[Data Boundary: Start]
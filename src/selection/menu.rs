use crate::config::SelectorOptions;
use crate::format::display_string;
use crate::levels::{LevelCatalog, UniqueId};
use serde::{Deserialize, Serialize};
use std::collections::HashSet;
use std::fmt;

/// What a menu entry selects
#[derive(Debug, Clone, Copy, PartialEq, Eq, Hash, Serialize, Deserialize)]
#[serde(rename_all = "snake_case")]
pub enum LevelChoice {
    /// Hand control back to the host's adaptive switching
    Auto,
    /// Pin a host level id
    Level(usize),
}

impl LevelChoice {
    /// Maps a signed host index; negative values select automatic mode
    pub fn from_index(index: i64) -> Self {
        usize::try_from(index).map_or(Self::Auto, Self::Level)
    }

    pub fn as_index(&self) -> i64 {
        match self {
            Self::Auto => -1,
            Self::Level(id) => *id as i64,
        }
    }
}

impl From<i64> for LevelChoice {
    fn from(index: i64) -> Self {
        Self::from_index(index)
    }
}

impl fmt::Display for LevelChoice {
    fn fmt(&self, f: &mut fmt::Formatter<'_>) -> fmt::Result {
        match self {
            Self::Auto => f.write_str("auto"),
            Self::Level(id) => write!(f, "{}", id),
        }
    }
}

#[derive(Debug, Clone, PartialEq, Eq, Serialize, Deserialize)]
pub struct MenuItem {
    pub target: LevelChoice,
    pub text: String,
    pub selected: bool,
}

/// UI capability the engine publishes to.
///
/// Implementors render a labelled button with a list of clickable items and
/// route clicks back through [`QualitySelector::change_level`].
///
/// [`QualitySelector::change_level`]: crate::selection::QualitySelector::change_level
pub trait QualityMenu {
    fn show(&mut self, label: &str, items: &[MenuItem]);

    fn hide(&mut self);
}

/// Builds menu entries from a catalog that is already in presentation order
pub fn build_menu_items(
    catalog: &LevelCatalog,
    options: &SelectorOptions,
    auto_mode: bool,
) -> Vec<MenuItem> {
    let mut items = Vec::new();

    if !auto_mode && !options.disable_auto {
        items.push(MenuItem {
            target: LevelChoice::Auto,
            text: options.auto_label.clone(),
            selected: false,
        });
    }

    let mut seen_ids: HashSet<UniqueId> = HashSet::new();
    let mut seen_heights: HashSet<u32> = HashSet::new();

    for level in catalog.iter() {
        let new_id = seen_ids.insert(level.unique_id);
        if options.filter_duplicates && !new_id {
            continue;
        }

        let new_height = seen_heights.insert(level.height);
        if options.filter_duplicate_heights && !new_height {
            continue;
        }

        items.push(MenuItem {
            target: LevelChoice::Level(level.id),
            text: display_string(level, options, auto_mode),
            selected: level.is_current,
        });
    }

    if !options.show_single_item_menu && items.len() == 1 {
        items.clear();
    }

    items
}

/// Menu that keeps the last published state in memory
#[derive(Debug, Clone, Default, PartialEq, Eq)]
pub struct RecordingMenu {
    pub visible: bool,
    pub label: String,
    pub items: Vec<MenuItem>,
    pub publish_count: usize,
}

impl RecordingMenu {
    pub fn new() -> Self {
        Self::default()
    }

    pub fn selected_items(&self) -> Vec<&MenuItem> {
        self.items.iter().filter(|item| item.selected).collect()
    }
}

impl QualityMenu for RecordingMenu {
    fn show(&mut self, label: &str, items: &[MenuItem]) {
        self.visible = true;
        self.label = label.to_string();
        self.items = items.to_vec();
        self.publish_count += 1;
    }

    fn hide(&mut self) {
        self.visible = false;
    }
}
#[cfg(test)]
mod tests {
    use super::*;
    use crate::config::{DisplayMode, SortOrder};
    use crate::selection::host::InMemoryHost;
    use crate::selection::menu::RecordingMenu;
    use pretty_assertions::assert_eq;
    use serde_json::json;

    type Selector = QualitySelector<InMemoryHost, RecordingMenu>;

    /// Starts a source and reports every level through the host
    fn load_source(selector: &mut Selector, levels: &[(u32, u32, u64)]) {
        selector.handle_event(&PlayerEvent::MediaChangeStart);
        for &(width, height, bitrate) in levels {
            let raw = selector
                .host_mut()
                .add_level(Some(width), Some(height), Some(bitrate));
            selector.handle_event(&PlayerEvent::LevelDiscovered(raw));
        }
    }

    fn select(selector: &mut Selector, id: usize) {
        selector.handle_event(&PlayerEvent::SelectionChanged {
            selected_index: Some(id),
        });
    }

    fn selector_with(options: SelectorOptions) -> Selector {
        QualitySelector::new(InMemoryHost::new(), RecordingMenu::new(), options)
    }

    const LADDER: [(u32, u32, u64); 3] = [
        (640, 360, 800_000),
        (1280, 720, 2_500_000),
        (1920, 1080, 5_000_000),
    ];

    fn current_ids(selector: &Selector) -> Vec<usize> {
        let mut ids: Vec<usize> = selector
            .catalog()
            .iter()
            .filter(|level| level.is_current)
            .map(|level| level.id)
            .collect();
        ids.sort();
        ids
    }

    #[test]
    fn test_end_to_end_default_options() {
        let mut selector = selector_with(SelectorOptions::default());
        load_source(&mut selector, &LADDER);
        select(&mut selector, 1);

        assert!(selector.is_auto_mode());
        assert_eq!(
            selector.level_names(),
            vec![
                "1080p<sup>FHD</sup>".to_string(),
                "Auto(720p<sup>HD</sup>)".to_string(),
                "360p<sup>LQ</sup>".to_string(),
            ]
        );
        assert_eq!(current_ids(&selector), vec![1]);
        assert_eq!(selector.current_label(), Some("Auto(720p<sup>HD</sup>)"));

        let menu = selector.menu();
        assert!(menu.visible);
        assert_eq!(
            menu.items
                .iter()
                .map(|item| item.target)
                .collect::<Vec<_>>(),
            vec![
                LevelChoice::Level(2),
                LevelChoice::Level(1),
                LevelChoice::Level(0)
            ]
        );
        assert_eq!(menu.selected_items().len(), 1);
    }

    #[test]
    fn test_pinning_a_level_leaves_auto_mode() {
        let mut selector = selector_with(SelectorOptions::default());
        load_source(&mut selector, &LADDER);
        select(&mut selector, 1);

        selector.change_level(LevelChoice::Level(2));
        assert_eq!(selector.host().enabled_ids(), vec![2]);
        assert!(!selector.is_auto_mode());
        // host has not switched yet
        assert_eq!(selector.current_label(), Some("720p<sup>HD</sup>"));
        assert_eq!(selector.menu_items()[0].target, LevelChoice::Auto);
        assert_eq!(selector.menu_items().len(), 4);

        select(&mut selector, 2);
        assert_eq!(selector.current_label(), Some("1080p<sup>FHD</sup>"));
        assert_eq!(current_ids(&selector), vec![2]);
    }

    #[test]
    fn test_returning_to_auto() {
        let mut selector = selector_with(SelectorOptions::default());
        load_source(&mut selector, &LADDER);
        select(&mut selector, 1);
        selector.change_level(LevelChoice::Level(0));
        assert!(!selector.is_auto_mode());

        selector.change_level(LevelChoice::from_index(-1));
        assert_eq!(selector.host().enabled_ids(), vec![0, 1, 2]);
        assert!(selector.is_auto_mode());
        assert!(selector
            .menu_items()
            .iter()
            .all(|item| item.target != LevelChoice::Auto));
    }

    #[test]
    fn test_auto_mode_flips_when_one_level_is_disabled() {
        let mut selector = selector_with(SelectorOptions::default());
        load_source(&mut selector, &LADDER);
        select(&mut selector, 1);
        assert!(selector.is_auto_mode());

        selector.host_mut().set_enabled(0, false);
        selector.update();
        assert!(!selector.is_auto_mode());

        selector.host_mut().set_enabled(0, true);
        selector.update();
        assert!(selector.is_auto_mode());
    }

    #[test]
    fn test_duplicate_triples_are_both_current() {
        let options = SelectorOptions {
            filter_duplicate_heights: false,
            ..SelectorOptions::default()
        };
        let mut selector = selector_with(options);
        load_source(
            &mut selector,
            &[
                (1280, 720, 2_500_000),
                (1280, 720, 2_500_000),
                (640, 360, 800_000),
            ],
        );
        select(&mut selector, 1);

        assert_eq!(current_ids(&selector), vec![0, 1]);
        assert_eq!(selector.menu_items().len(), 2);

        selector.change_level(LevelChoice::Level(1));
        assert_eq!(selector.host().enabled_ids(), vec![0, 1]);
    }

    #[test]
    fn test_equal_heights_are_both_current() {
        let options = SelectorOptions {
            filter_duplicates: false,
            ..SelectorOptions::default()
        };
        let mut selector = selector_with(options);
        load_source(
            &mut selector,
            &[
                (1280, 720, 2_500_000),
                (1280, 720, 1_800_000),
                (640, 360, 800_000),
            ],
        );
        select(&mut selector, 0);

        assert_eq!(current_ids(&selector), vec![0, 1]);

        selector.change_level(LevelChoice::Level(1));
        assert_eq!(selector.host().enabled_ids(), vec![0, 1]);
    }

    #[test]
    fn test_min_height_keeps_level_disabled_in_auto() {
        let options = SelectorOptions {
            min_height: 480,
            ..SelectorOptions::default()
        };
        let mut selector = selector_with(options);
        load_source(&mut selector, &LADDER);

        assert!(!selector.host().is_enabled(0));
        assert_eq!(selector.catalog().len(), 2);
        assert_eq!(selector.catalog().excluded().len(), 1);

        select(&mut selector, 1);
        assert!(selector.is_auto_mode());

        selector.change_level(LevelChoice::Level(2));
        selector.change_level(LevelChoice::Auto);
        assert!(!selector.host().is_enabled(0));
        assert_eq!(selector.host().enabled_ids(), vec![1, 2]);
        assert!(selector.is_auto_mode());
        assert!(selector
            .level_names()
            .iter()
            .all(|name| !name.contains("360p")));
    }

    #[test]
    fn test_disable_auto_pins_reported_level() {
        let options = SelectorOptions {
            disable_auto: true,
            ..SelectorOptions::default()
        };
        let mut selector = selector_with(options);
        load_source(&mut selector, &LADDER);
        select(&mut selector, 1);

        assert!(!selector.is_auto_mode());
        assert_eq!(selector.host().enabled_ids(), vec![1]);
        assert_eq!(selector.current_label(), Some("720p<sup>HD</sup>"));
        assert!(selector
            .menu_items()
            .iter()
            .all(|item| item.target != LevelChoice::Auto));
        assert_eq!(selector.menu_items().len(), 3);
    }

    #[test]
    fn test_unknown_selection_hides_control() {
        let mut selector = selector_with(SelectorOptions::default());
        load_source(&mut selector, &LADDER);
        select(&mut selector, 1);
        assert!(selector.menu().visible);

        select(&mut selector, 9);
        assert!(!selector.menu().visible);
        assert!(!selector.is_visible());
        assert_eq!(selector.current_label(), None);
        assert!(selector.menu_items().is_empty());
        assert!(current_ids(&selector).is_empty());
    }

    #[test]
    fn test_empty_catalog_stays_hidden() {
        let mut selector = selector_with(SelectorOptions::default());
        selector.handle_event(&PlayerEvent::MediaChangeStart);
        selector.update();
        select(&mut selector, 0);

        assert!(!selector.menu().visible);
        assert!(selector.level_names().is_empty());
    }

    #[test]
    fn test_malformed_levels_are_dropped() {
        let mut selector = selector_with(SelectorOptions::default());
        selector.handle_event(&PlayerEvent::MediaChangeStart);
        let raw = selector.host_mut().add_level(None, Some(720), Some(2_500_000));
        selector.handle_event(&PlayerEvent::LevelDiscovered(raw));

        assert!(selector.catalog().is_empty());
        assert!(selector.host().is_enabled(0));
    }

    #[test]
    fn test_media_change_resets_catalog_and_selection() {
        let mut selector = selector_with(SelectorOptions::default());
        load_source(&mut selector, &LADDER);
        select(&mut selector, 1);
        assert!(selector.menu().visible);

        selector.handle_event(&PlayerEvent::MediaChangeStart);
        assert!(selector.catalog().is_empty());
        assert_eq!(selector.selected_index(), None);
        assert!(!selector.menu().visible);
    }

    #[test]
    fn test_default_quality_highest_fires_once() {
        let options = SelectorOptions {
            default_quality: DefaultQuality::Highest,
            ..SelectorOptions::default()
        };
        let mut selector = selector_with(options);
        load_source(&mut selector, &LADDER);
        select(&mut selector, 0);

        assert_eq!(selector.selected_index(), Some(2));
        assert_eq!(selector.host().selected_index(), Some(2));
        assert_eq!(selector.host().enabled_ids(), vec![2]);
        assert_eq!(selector.current_label(), Some("1080p<sup>FHD</sup>"));

        select(&mut selector, 0);
        assert_eq!(selector.selected_index(), Some(0));
        assert_eq!(selector.current_label(), Some("360p<sup>LQ</sup>"));
    }

    #[test]
    fn test_default_quality_lowest_rearms_per_source() {
        let options = SelectorOptions {
            default_quality: DefaultQuality::Lowest,
            ..SelectorOptions::default()
        };
        let mut selector = selector_with(options);
        load_source(&mut selector, &LADDER);
        select(&mut selector, 2);
        assert_eq!(selector.selected_index(), Some(0));

        selector.host_mut().clear();
        load_source(&mut selector, &[(1920, 1080, 5_000_000), (1280, 720, 2_500_000)]);
        select(&mut selector, 0);
        assert_eq!(selector.selected_index(), Some(1));
    }

    #[test]
    fn test_default_quality_waits_for_levels() {
        let options = SelectorOptions {
            default_quality: DefaultQuality::Highest,
            ..SelectorOptions::default()
        };
        let mut selector = selector_with(options);
        selector.handle_event(&PlayerEvent::MediaChangeStart);
        select(&mut selector, 0);
        assert!(!selector.menu().visible);

        for &(width, height, bitrate) in &LADDER {
            let raw = selector
                .host_mut()
                .add_level(Some(width), Some(height), Some(bitrate));
            selector.handle_event(&PlayerEvent::LevelDiscovered(raw));
        }
        select(&mut selector, 0);
        assert_eq!(selector.selected_index(), Some(2));
    }

    #[test]
    fn test_media_ready_adopts_host_selection() {
        let mut selector = selector_with(SelectorOptions::default());
        load_source(&mut selector, &LADDER);
        selector.host_mut().set_selected_index(Some(2));

        selector.handle_event(&PlayerEvent::MediaReady);
        assert_eq!(selector.selected_index(), Some(2));
        assert!(selector.menu().visible);
    }

    #[test]
    fn test_sort_options_change_presentation() {
        let mut selector = selector_with(SelectorOptions {
            display_mode: DisplayMode::Resolution,
            ..SelectorOptions::default()
        });
        load_source(&mut selector, &LADDER);
        select(&mut selector, 0);

        assert!(selector.set_option("sort", &json!("ascending")));
        assert_eq!(selector.options().sort, SortOrder::Ascending);
        assert_eq!(
            selector.level_names(),
            vec!["Auto(360p)", "720p", "1080p"]
        );

        assert!(selector.set_option("sortEnabled", &json!(false)));
        let ids: Vec<usize> = selector.catalog().iter().map(|l| l.id).collect();
        assert_eq!(ids, vec![0, 1, 2]);
    }

    #[test]
    fn test_set_option_ignores_bad_values() {
        let mut selector = selector_with(SelectorOptions::default());
        load_source(&mut selector, &LADDER);
        select(&mut selector, 0);
        let publishes = selector.menu().publish_count;

        assert!(!selector.set_option("showBitrates", &json!("sometimes")));
        assert!(!selector.set_option("index", &json!(-2)));
        assert_eq!(selector.options(), &SelectorOptions::default());
        assert_eq!(selector.menu().publish_count, publishes);
    }

    #[test]
    fn test_labels_override_display() {
        let mut selector = selector_with(SelectorOptions::default());
        load_source(&mut selector, &LADDER);
        select(&mut selector, 2);

        let options = SelectorOptions {
            labels: [(2, "Source"), (0, "Data saver")].into_iter().collect(),
            show_bitrates: true,
            ..SelectorOptions::default()
        };
        selector.reconfigure(options);

        assert_eq!(selector.current_label(), Some("Source"));
        assert_eq!(selector.level_name(0, "360p"), "Data saver");
        assert_eq!(selector.level_name(1, "720p"), "720p");
        assert_eq!(
            selector.level_names(),
            vec![
                "Source".to_string(),
                "720p<sup>HD</sup> (2.4 Mbps)".to_string(),
                "Data saver".to_string(),
            ]
        );
    }

    #[test]
    fn test_update_is_idempotent() {
        let mut selector = selector_with(SelectorOptions::default());
        load_source(&mut selector, &LADDER);
        select(&mut selector, 1);

        let label = selector.current_label().map(str::to_string);
        let items = selector.menu_items().to_vec();
        selector.update();
        selector.update();

        assert_eq!(selector.current_label().map(str::to_string), label);
        assert_eq!(selector.menu_items(), items.as_slice());
    }

    #[test]
    fn test_change_to_unknown_level_is_ignored() {
        let mut selector = selector_with(SelectorOptions::default());
        load_source(&mut selector, &LADDER);
        select(&mut selector, 1);

        selector.change_level(LevelChoice::Level(42));
        assert_eq!(selector.host().enabled_ids(), vec![0, 1, 2]);
        assert!(selector.is_auto_mode());
    }
}
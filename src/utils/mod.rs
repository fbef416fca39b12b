pub mod error;
pub mod logging;

pub use error::{Error, Result};
pub use logging::setup_logging;
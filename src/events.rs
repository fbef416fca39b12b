use crate::levels::RawLevel;
use serde::{Deserialize, Serialize};

/// Events the host player dispatches to the selection engine
#[derive(Debug, Clone, Copy, PartialEq, Eq, Serialize, Deserialize)]
#[serde(tag = "event", rename_all = "snake_case")]
pub enum PlayerEvent {
    /// The host's adaptive-streaming layer reported a new level
    LevelDiscovered(RawLevel),
    /// The host switched to a different level; `None` when it reports none
    SelectionChanged {
        #[serde(default)]
        selected_index: Option<usize>,
    },
    /// A new source started loading
    MediaChangeStart,
    /// Every level of the current source has been reported
    MediaReady,
}

impl PlayerEvent {
    pub fn name(&self) -> &'static str {
        match self {
            Self::LevelDiscovered(_) => "level_discovered",
            Self::SelectionChanged { .. } => "selection_changed",
            Self::MediaChangeStart => "media_change_start",
            Self::MediaReady => "media_ready",
        }
    }
}
pub mod cli;
pub mod config;
pub mod events;
pub mod format;
pub mod levels;
pub mod selection;
pub mod utils;

pub use config::{Config, DefaultQuality, DisplayMode, Labels, SelectorOptions, SortOrder};
pub use events::PlayerEvent;
pub use levels::{LevelCatalog, QualityLevel, RawLevel, UniqueId};
pub use selection::{
    InMemoryHost, LevelChoice, LevelHost, MenuItem, QualityMenu, QualitySelector,
};
pub use utils::{Error, Result};
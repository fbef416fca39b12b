//! Pure mappings from level dimensions and bitrates to display text

pub mod bitrate;
pub mod dimension;
pub mod display;

pub use bitrate::readable_bitrate;
pub use dimension::{dimension_english_name, dimension_marketing_name, ResolutionClass};
pub use display::{display_string, level_name};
[Data Boundary: End]
Action item: Your task is to copy every line in the entries that holds the string "clear".

Exercise answer:
        items.clear();
        selector.host_mut().clear();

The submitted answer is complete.